*TASK DIRECTIONS*:
Set down exactly, from the records below, the line with "pub fn amount(&self)" through the line with "impl core::fmt::Display for", and nothing else.

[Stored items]
⁂
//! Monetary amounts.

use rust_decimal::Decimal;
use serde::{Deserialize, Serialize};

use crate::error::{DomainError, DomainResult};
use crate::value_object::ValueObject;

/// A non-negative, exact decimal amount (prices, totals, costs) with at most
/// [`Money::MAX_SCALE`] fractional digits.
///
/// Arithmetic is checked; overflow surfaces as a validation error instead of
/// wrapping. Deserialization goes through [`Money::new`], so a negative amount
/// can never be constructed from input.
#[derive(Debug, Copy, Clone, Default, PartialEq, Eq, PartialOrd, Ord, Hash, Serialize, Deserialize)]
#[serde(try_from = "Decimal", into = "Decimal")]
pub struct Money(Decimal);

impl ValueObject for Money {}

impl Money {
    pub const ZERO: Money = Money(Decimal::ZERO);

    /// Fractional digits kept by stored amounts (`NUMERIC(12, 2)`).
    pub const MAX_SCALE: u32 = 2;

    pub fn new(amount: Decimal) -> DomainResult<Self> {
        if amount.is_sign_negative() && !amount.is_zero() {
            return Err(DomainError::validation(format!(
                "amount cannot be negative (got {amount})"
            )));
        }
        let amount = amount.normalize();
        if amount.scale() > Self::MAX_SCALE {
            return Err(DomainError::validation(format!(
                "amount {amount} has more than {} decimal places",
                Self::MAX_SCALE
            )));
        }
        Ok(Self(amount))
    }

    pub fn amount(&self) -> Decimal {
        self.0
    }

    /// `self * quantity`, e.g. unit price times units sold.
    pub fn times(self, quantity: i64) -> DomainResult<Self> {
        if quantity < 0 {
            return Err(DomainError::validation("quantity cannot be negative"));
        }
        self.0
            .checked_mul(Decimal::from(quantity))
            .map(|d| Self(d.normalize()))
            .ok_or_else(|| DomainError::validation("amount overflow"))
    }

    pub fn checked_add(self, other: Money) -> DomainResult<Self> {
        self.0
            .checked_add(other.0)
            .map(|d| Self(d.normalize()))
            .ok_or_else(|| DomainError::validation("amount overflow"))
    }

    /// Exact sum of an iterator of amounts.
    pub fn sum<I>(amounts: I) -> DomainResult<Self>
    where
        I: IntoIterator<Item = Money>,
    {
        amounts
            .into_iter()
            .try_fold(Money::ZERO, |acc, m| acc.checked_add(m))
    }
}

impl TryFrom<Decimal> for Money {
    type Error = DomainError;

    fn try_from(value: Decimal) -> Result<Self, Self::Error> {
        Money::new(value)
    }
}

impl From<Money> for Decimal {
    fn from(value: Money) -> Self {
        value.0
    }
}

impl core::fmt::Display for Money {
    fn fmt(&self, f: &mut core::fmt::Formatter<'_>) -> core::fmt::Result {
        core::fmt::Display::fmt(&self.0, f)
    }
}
⁂
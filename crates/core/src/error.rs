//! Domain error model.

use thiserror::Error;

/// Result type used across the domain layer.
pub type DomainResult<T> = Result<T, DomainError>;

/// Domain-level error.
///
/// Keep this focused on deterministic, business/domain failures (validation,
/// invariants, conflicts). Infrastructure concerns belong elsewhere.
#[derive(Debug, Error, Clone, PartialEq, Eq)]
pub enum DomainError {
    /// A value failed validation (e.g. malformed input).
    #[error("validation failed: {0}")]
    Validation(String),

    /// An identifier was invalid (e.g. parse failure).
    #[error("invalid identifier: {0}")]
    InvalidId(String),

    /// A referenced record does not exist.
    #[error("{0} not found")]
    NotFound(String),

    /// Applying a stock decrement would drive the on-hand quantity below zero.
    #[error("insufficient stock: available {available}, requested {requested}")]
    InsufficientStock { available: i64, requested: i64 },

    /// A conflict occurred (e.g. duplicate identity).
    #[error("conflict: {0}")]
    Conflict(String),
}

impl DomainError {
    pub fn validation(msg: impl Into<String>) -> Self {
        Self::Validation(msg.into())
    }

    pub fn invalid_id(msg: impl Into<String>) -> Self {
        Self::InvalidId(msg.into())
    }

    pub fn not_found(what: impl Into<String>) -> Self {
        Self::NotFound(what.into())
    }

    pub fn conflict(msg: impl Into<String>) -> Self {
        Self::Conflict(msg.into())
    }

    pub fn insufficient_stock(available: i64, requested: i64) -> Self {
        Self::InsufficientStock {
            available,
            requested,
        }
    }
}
⁂
*ANSWER TO THIS PROBLEM*:
    pub fn amount(&self) -> Decimal {
        self.0
    }

    /// `self * quantity`, e.g. unit price times units sold.
    pub fn times(self, quantity: i64) -> DomainResult<Self> {
        if quantity < 0 {
            return Err(DomainError::validation("quantity cannot be negative"));
        }
        self.0
            .checked_mul(Decimal::from(quantity))
            .map(|d| Self(d.normalize()))
            .ok_or_else(|| DomainError::validation("amount overflow"))
    }

    pub fn checked_add(self, other: Money) -> DomainResult<Self> {
        self.0
            .checked_add(other.0)
            .map(|d| Self(d.normalize()))
            .ok_or_else(|| DomainError::validation("amount overflow"))
    }

    /// Exact sum of an iterator of amounts.
    pub fn sum<I>(amounts: I) -> DomainResult<Self>
    where
        I: IntoIterator<Item = Money>,
    {
        amounts
            .into_iter()
            .try_fold(Money::ZERO, |acc, m| acc.checked_add(m))
    }
}

impl TryFrom<Decimal> for Money {
    type Error = DomainError;

    fn try_from(value: Decimal) -> Result<Self, Self::Error> {
        Money::new(value)
    }
}

impl From<Money> for Decimal {
    fn from(value: Money) -> Self {
        value.0
    }
}

impl core::fmt::Display for Money {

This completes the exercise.